What to produce: Please repeat the lines below exactly. Begin with the line containing "domínio (tipicamente negativo)" and go on through the line containing "de largura fixa".

################

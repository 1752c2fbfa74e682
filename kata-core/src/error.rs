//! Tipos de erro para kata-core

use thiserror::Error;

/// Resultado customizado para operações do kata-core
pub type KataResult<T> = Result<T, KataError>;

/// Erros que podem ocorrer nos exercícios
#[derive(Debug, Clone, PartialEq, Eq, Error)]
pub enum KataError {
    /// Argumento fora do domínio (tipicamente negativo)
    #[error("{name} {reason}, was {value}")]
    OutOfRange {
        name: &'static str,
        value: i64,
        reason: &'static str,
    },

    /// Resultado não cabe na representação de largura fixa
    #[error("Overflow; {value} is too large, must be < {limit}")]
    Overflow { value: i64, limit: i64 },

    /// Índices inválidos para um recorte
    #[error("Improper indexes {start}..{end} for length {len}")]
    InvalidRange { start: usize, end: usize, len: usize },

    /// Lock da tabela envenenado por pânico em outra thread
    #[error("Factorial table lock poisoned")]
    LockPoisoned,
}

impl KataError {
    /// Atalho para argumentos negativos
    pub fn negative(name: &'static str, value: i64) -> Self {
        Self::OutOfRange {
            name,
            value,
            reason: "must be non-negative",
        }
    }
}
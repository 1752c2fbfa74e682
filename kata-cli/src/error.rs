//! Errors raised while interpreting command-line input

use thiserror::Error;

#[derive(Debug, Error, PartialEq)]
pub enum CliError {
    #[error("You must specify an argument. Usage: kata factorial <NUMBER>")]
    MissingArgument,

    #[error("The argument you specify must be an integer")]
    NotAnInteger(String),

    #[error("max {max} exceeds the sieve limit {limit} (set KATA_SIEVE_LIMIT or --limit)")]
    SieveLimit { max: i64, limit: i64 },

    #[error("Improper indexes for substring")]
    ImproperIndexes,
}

################

Finished task:
    /// Argumento fora do domínio (tipicamente negativo)
    #[error("{name} {reason}, was {value}")]
    OutOfRange {
        name: &'static str,
        value: i64,
        reason: &'static str,
    },

    /// Resultado não cabe na representação de largura fixa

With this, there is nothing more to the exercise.